 Ingredients: According to the formula requirements, accurately weigh various raw and auxiliary materials, and perform pretreatment such as crushing and sieving to ensure the fineness and uniformity of the materials and prevent foreign matter from mixing. 

At the same time, check the content, quantity and other indicators of the materials, and put them into use only after they meet the requirements.

 Sol: Add gelatin, plasticizer and water to the gel tank in a certain proportion, heat and stir to dissolve them to form a gel solution. The gel temperature is generally controlled at 60℃-70℃, 

and vacuum degassing is performed to remove bubbles in the gel solution to ensure the quality of the gel solution.

The degassed gel solution needs to be kept at 50℃-60℃ and left to stand for more than 4 hours to allow the bubbles to be fully discharged.

 Liquid preparation: According to product requirements, the active ingredients are mixed evenly with liquid raw materials such as oils in proportion to make the content liquid. 

If the raw material is unstable to light, heat, and oxygen, measures such as light protection, cooling, or nitrogen filling should be taken to prevent the raw material from deteriorating.

Pellet pressing: Add the prepared liquid medicine into the hopper, and the liquid glue is pressed to the soft capsule machine through the rubber pipe to complete the rubber skin preparation, quantitative filling of the contents, 

and the rubber skin and contents are pressed into soft capsules through the mold. During the pill pressing process, the process parameters such as the thickness of the rubber skin, 

the temperature of the spray body, the speed of the pill pressing, 

and the ambient temperature should be controlled to ensure that the quality and appearance of the soft capsule meet the requirements.

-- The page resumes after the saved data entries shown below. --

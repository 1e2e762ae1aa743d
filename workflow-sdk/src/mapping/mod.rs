//! Reply mapping
//!
//! Turns the open-ended key/value reply of the workflow engine into a typed
//! value the caller asked for. Mapping is best-effort: a reply that does not
//! decode leaves the response without a mapped value instead of failing the
//! dispatch.

use std::fmt;
use std::sync::Arc;

use serde::de::DeserializeOwned;
use serde_json::{Map, Value};
use tracing::debug;

use crate::error::{Result, WorkflowError};

/// Raw reply of the workflow engine
pub type RawReply = Map<String, Value>;

type DecodeFn<T> = dyn Fn(&RawReply) -> Result<T> + Send + Sync;

/// Describes how to decode a raw reply into `T`.
///
/// Use [`ResponseTarget::deserialize`] for any serde type (field defaults
/// come from `#[serde(default)]`), or [`ResponseTarget::from_fn`] for a
/// hand-written decoder.
pub struct ResponseTarget<T> {
    name: &'static str,
    decode: Arc<DecodeFn<T>>,
}

impl<T> Clone for ResponseTarget<T> {
    fn clone(&self) -> Self {
        Self {
            name: self.name,
            decode: Arc::clone(&self.decode),
        }
    }
}

impl<T> fmt::Debug for ResponseTarget<T> {
    fn fmt(&self, f: &mut fmt::Formatter<'_>) -> fmt::Result {
        f.debug_struct("ResponseTarget").field("name", &self.name).finish()
    }
}

impl<T: DeserializeOwned + 'static> ResponseTarget<T> {
    /// Decode by matching reply keys to the fields of `T`
    pub fn deserialize() -> Self {
        Self {
            name: std::any::type_name::<T>(),
            decode: Arc::new(|raw: &RawReply| {
                serde_json::from_value(Value::Object(raw.clone()))
                    .map_err(|e| WorkflowError::mapping(e.to_string()))
            }),
        }
    }
}

impl<T> ResponseTarget<T> {
    /// Decode with a custom function
    pub fn from_fn<F>(name: &'static str, decode: F) -> Self
    where
        F: Fn(&RawReply) -> Result<T> + Send + Sync + 'static,
    {
        Self {
            name,
            decode: Arc::new(decode),
        }
    }

    /// Name of the target, used in logs
    pub fn name(&self) -> &str {
        self.name
    }

    fn decode(&self, raw: &RawReply) -> Result<T> {
        (self.decode)(raw)
    }
}

/// Maps raw replies onto response targets
#[derive(Debug, Clone, Copy, Default)]
pub struct ResponseMapper;

impl ResponseMapper {
    /// Map a raw reply. Returns `None` when no target is given or decoding
    /// fails.
    pub fn map<T>(raw: &RawReply, target: Option<&ResponseTarget<T>>) -> Option<T> {
        let target = target?;

        match target.decode(raw) {
            Ok(value) => Some(value),
            Err(err) => {
                debug!(target_type = target.name(), error = %err, "Reply did not map onto target type");
                None
            }
        }
    }
}

/// Result of a dispatch
#[derive(Debug, Clone)]
pub struct Response<T> {
    identifier: String,
    raw_reply: RawReply,
    mapped: Option<T>,
    status_code: u16,
    success: bool,
}

impl<T> Response<T> {
    /// Build a response from a transport reply
    pub fn new(identifier: impl Into<String>, raw_reply: RawReply, mapped: Option<T>, status_code: u16) -> Self {
        Self {
            identifier: identifier.into(),
            raw_reply,
            mapped,
            success: (200..300).contains(&status_code),
            status_code,
        }
    }

    /// Identifier of the tracked request
    pub fn identifier(&self) -> &str {
        &self.identifier
    }

    /// The reply as received
    pub fn raw_reply(&self) -> &RawReply {
        &self.raw_reply
    }

    /// Look up a single key of the raw reply
    pub fn get(&self, key: &str) -> Option<&Value> {
        self.raw_reply.get(key)
    }

    /// The typed value, when the payload asked for one and the reply decoded
    pub fn mapped(&self) -> Option<&T> {
        self.mapped.as_ref()
    }

    /// Take the typed value out of the response
    pub fn into_mapped(self) -> Option<T> {
        self.mapped
    }

    /// HTTP status code of the reply
    pub fn status_code(&self) -> u16 {
        self.status_code
    }

    /// Whether the dispatch succeeded
    pub fn is_success(&self) -> bool {
        self.success
    }
}

#[cfg(test)]
mod tests {
    use super::*;
    use serde::Deserialize;
    use serde_json::json;

    fn raw(value: Value) -> RawReply {
        match value {
            Value::Object(map) => map,
            _ => panic!("test replies are objects"),
        }
    }

    #[derive(Debug, Deserialize, PartialEq)]
    struct Review {
        status: String,
        message: String,
        timestamp: i64,
    }

    #[test]
    fn test_matching_fields_are_mapped() {
        let reply = raw(json!({"status": "ok", "message": "looks good", "timestamp": 1234567890}));
        let target = ResponseTarget::<Review>::deserialize();

        let review = ResponseMapper::map(&reply, Some(&target)).unwrap();

        assert_eq!(
            review,
            Review {
                status: "ok".to_string(),
                message: "looks good".to_string(),
                timestamp: 1234567890,
            }
        );
    }

    #[test]
    fn test_missing_required_fields_map_to_none() {
        let reply = raw(json!({"status": "ok"}));
        let target = ResponseTarget::<Review>::deserialize();

        assert!(ResponseMapper::map(&reply, Some(&target)).is_none());
    }

    #[test]
    fn test_defaults_fill_unmatched_fields() {
        #[derive(Debug, Deserialize)]
        struct Score {
            score: u32,
            #[serde(default = "default_grade")]
            grade: String,
        }

        fn default_grade() -> String {
            "ungraded".to_string()
        }

        let reply = raw(json!({"score": 95, "unrelated": true}));
        let score = ResponseMapper::map(&reply, Some(&ResponseTarget::<Score>::deserialize())).unwrap();

        assert_eq!(score.score, 95);
        assert_eq!(score.grade, "ungraded");
    }

    #[test]
    fn test_no_target_maps_to_none() {
        let reply = raw(json!({"status": "ok"}));
        assert!(ResponseMapper::map::<Review>(&reply, None).is_none());
    }

    #[test]
    fn test_custom_decoder() {
        let target = ResponseTarget::from_fn("score", |raw: &RawReply| {
            raw.get("score")
                .and_then(Value::as_u64)
                .ok_or_else(|| WorkflowError::mapping("no score"))
        });

        assert_eq!(ResponseMapper::map(&raw(json!({"score": 95})), Some(&target)), Some(95));
        assert_eq!(ResponseMapper::map(&raw(json!({"grade": "A"})), Some(&target)), None);
    }

    #[test]
    fn test_success_derived_from_status() {
        let ok: Response<()> = Response::new("id-1", RawReply::new(), None, 204);
        let failed: Response<()> = Response::new("id-2", RawReply::new(), None, 500);

        assert!(ok.is_success());
        assert!(!failed.is_success());
    }
}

Drying: The freshly pressed soft capsules should be immediately transferred to the drying cage for shaping and drying to reduce the moisture content to 25%-30%. At this time, the shape of the soft capsule is basically fixed. 

Then transfer it to the tray for further drying until the moisture content of the capsule shell is controlled between 8%-12%. During the drying process, factors such as ambient temperature and humidity, 

drying wind speed and drying time need to be controlled to prevent the soft capsules from being too soft, 

moldy or brittle.

Quality inspection and packaging

Pill inspection: After drying, the soft capsules need to be inspected manually or by machine to remove unqualified products such as large and small pills, deflated pills, bubble pills, and special-shaped pills to ensure product quality.

Inner packaging: The soft capsules that have passed the inspection are packaged according to customer requirements, such as aluminum-plastic plates, bottles, etc., 

and the packaging materials are disinfected to ensure the sealing and hygiene of the packaging.

Outer packaging: After the inner packaging is completed, the outer packaging is carried out, such as boxing and labeling. The label should indicate the product name, specifications, batch number, production date, expiration date, 

ingredients, usage, precautions and other information.